//! # Configuration Module
//!
//! This module handles loading and validation of environment variables
//! for the vault dashboard client.
//!
//! ## Environment Variables
//!
//! | Variable | Description | Default | Required |
//! |----------|-------------|---------|----------|
//! | `API_BASE_URL` | Backend REST base URL | `http://localhost:3000/api/v1` | No |
//! | `ACCESS_TOKEN` | Bearer credential from a prior login | - | No |
//! | `RPC_URL` | EVM JSON-RPC endpoint | `http://localhost:8545` | No |
//! | `CHAIN_ID` | Expected network identifier | - | Yes |
//! | `VAULT_CONTRACT` | Vault contract address | - | Yes |
//! | `STABLECOIN_ADDRESS` | Stablecoin token address | - | Yes |
//! | `WALLET_PRIVATE_KEY` | Signing key; read-only without it | - | No |
//! | `NETWORK_NAME` | Display name used when registering the network | `Vault Protocol Network` | No |
//! | `NATIVE_CURRENCY_SYMBOL` | Native currency for network registration | `ETH` | No |
//! | `BLOCK_EXPLORER_URL` | Explorer used when registering the network | `https://etherscan.io` | No |
//! | `HTTP_TIMEOUT_SECONDS` | REST request timeout | `30` | No |
//! | `CACHE_TTL_SECONDS` | Snapshot cache TTL | `300` | No |
//! | `HISTORY_PAGE_SIZE` | Transactions fetched per history page | `20` | No |

use alloy::primitives::Address;
use std::str::FromStr;

/// Client configuration loaded from environment variables
///
/// This struct contains all configuration values needed to run the
/// dashboard. Use `Config::from_env()` to load from environment variables.
#[derive(Debug, Clone)]
pub struct Config {
    /// Base URL of the backend REST API
    pub api_base_url: String,
    /// Bearer credential obtained from a prior authentication step
    pub access_token: Option<String>,
    /// EVM JSON-RPC endpoint URL
    pub rpc_url: String,
    /// Network identifier the wallet must be on
    pub chain_id: u64,
    /// Address of the deployed vault contract
    pub vault_contract: Address,
    /// Address of the protocol stablecoin token
    pub stablecoin_address: Address,
    /// Signing key for submitting transactions; absent means read-only
    pub wallet_private_key: Option<String>,
    /// Display name used when registering the network with a wallet
    pub network_name: String,
    /// Native currency symbol used when registering the network
    pub native_currency_symbol: String,
    /// Native currency decimals used when registering the network
    pub native_currency_decimals: u8,
    /// Block explorer URL used when registering the network
    pub block_explorer_url: String,
    /// Timeout for backend REST requests in seconds
    pub http_timeout_seconds: u64,
    /// Time-to-live for cached snapshots in seconds
    pub cache_ttl_seconds: u64,
    /// Number of transactions fetched per history page
    pub history_page_size: i64,
}

impl Config {
    /// Load configuration from environment variables
    pub fn from_env() -> Result<Self, ConfigError> {
        let api_base_url = std::env::var("API_BASE_URL")
            .unwrap_or_else(|_| "http://localhost:3000/api/v1".to_string());

        let access_token = std::env::var("ACCESS_TOKEN").ok().filter(|t| !t.is_empty());

        let rpc_url =
            std::env::var("RPC_URL").unwrap_or_else(|_| "http://localhost:8545".to_string());

        let chain_id = std::env::var("CHAIN_ID")
            .map_err(|_| ConfigError::MissingEnvVar("CHAIN_ID"))?
            .parse()
            .map_err(|_| ConfigError::InvalidNumber("CHAIN_ID"))?;

        let vault_contract = parse_address("VAULT_CONTRACT")?;
        let stablecoin_address = parse_address("STABLECOIN_ADDRESS")?;

        let wallet_private_key =
            std::env::var("WALLET_PRIVATE_KEY").ok().filter(|k| !k.is_empty());

        let network_name = std::env::var("NETWORK_NAME")
            .unwrap_or_else(|_| "Vault Protocol Network".to_string());

        let native_currency_symbol =
            std::env::var("NATIVE_CURRENCY_SYMBOL").unwrap_or_else(|_| "ETH".to_string());

        let native_currency_decimals = std::env::var("NATIVE_CURRENCY_DECIMALS")
            .unwrap_or_else(|_| "18".to_string())
            .parse()
            .map_err(|_| ConfigError::InvalidNumber("NATIVE_CURRENCY_DECIMALS"))?;

        let block_explorer_url = std::env::var("BLOCK_EXPLORER_URL")
            .unwrap_or_else(|_| "https://etherscan.io".to_string());

        let http_timeout_seconds = std::env::var("HTTP_TIMEOUT_SECONDS")
            .unwrap_or_else(|_| "30".to_string())
            .parse()
            .map_err(|_| ConfigError::InvalidNumber("HTTP_TIMEOUT_SECONDS"))?;

        let cache_ttl_seconds = std::env::var("CACHE_TTL_SECONDS")
            .unwrap_or_else(|_| "300".to_string())
            .parse()
            .map_err(|_| ConfigError::InvalidNumber("CACHE_TTL_SECONDS"))?;

        let history_page_size = std::env::var("HISTORY_PAGE_SIZE")
            .unwrap_or_else(|_| "20".to_string())
            .parse()
            .map_err(|_| ConfigError::InvalidNumber("HISTORY_PAGE_SIZE"))?;

        Ok(Config {
            api_base_url,
            access_token,
            rpc_url,
            chain_id,
            vault_contract,
            stablecoin_address,
            wallet_private_key,
            network_name,
            native_currency_symbol,
            native_currency_decimals,
            block_explorer_url,
            http_timeout_seconds,
            cache_ttl_seconds,
            history_page_size,
        })
    }
}

fn parse_address(var: &'static str) -> Result<Address, ConfigError> {
    let raw = std::env::var(var).map_err(|_| ConfigError::MissingEnvVar(var))?;
    Address::from_str(raw.trim())
        .map_err(|e| ConfigError::InvalidAddress { var, detail: e.to_string() })
}

/// Configuration errors that can occur during loading
#[derive(Debug, thiserror::Error)]
pub enum ConfigError {
    /// A required environment variable is missing
    #[error("Missing environment variable: {0}")]
    MissingEnvVar(&'static str),

    /// An address variable does not hold a valid EVM address
    #[error("Invalid address in {var}: {detail}")]
    InvalidAddress { var: &'static str, detail: String },

    /// A numeric environment variable has an invalid value
    #[error("Invalid number for {0}")]
    InvalidNumber(&'static str),
}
**********
TO DO → Return all lines in the entries above that carry the word "identifier".

SOLUTION TO THE EXERCISE →
//! | `CHAIN_ID` | Expected network identifier | - | Yes |
    /// Network identifier the wallet must be on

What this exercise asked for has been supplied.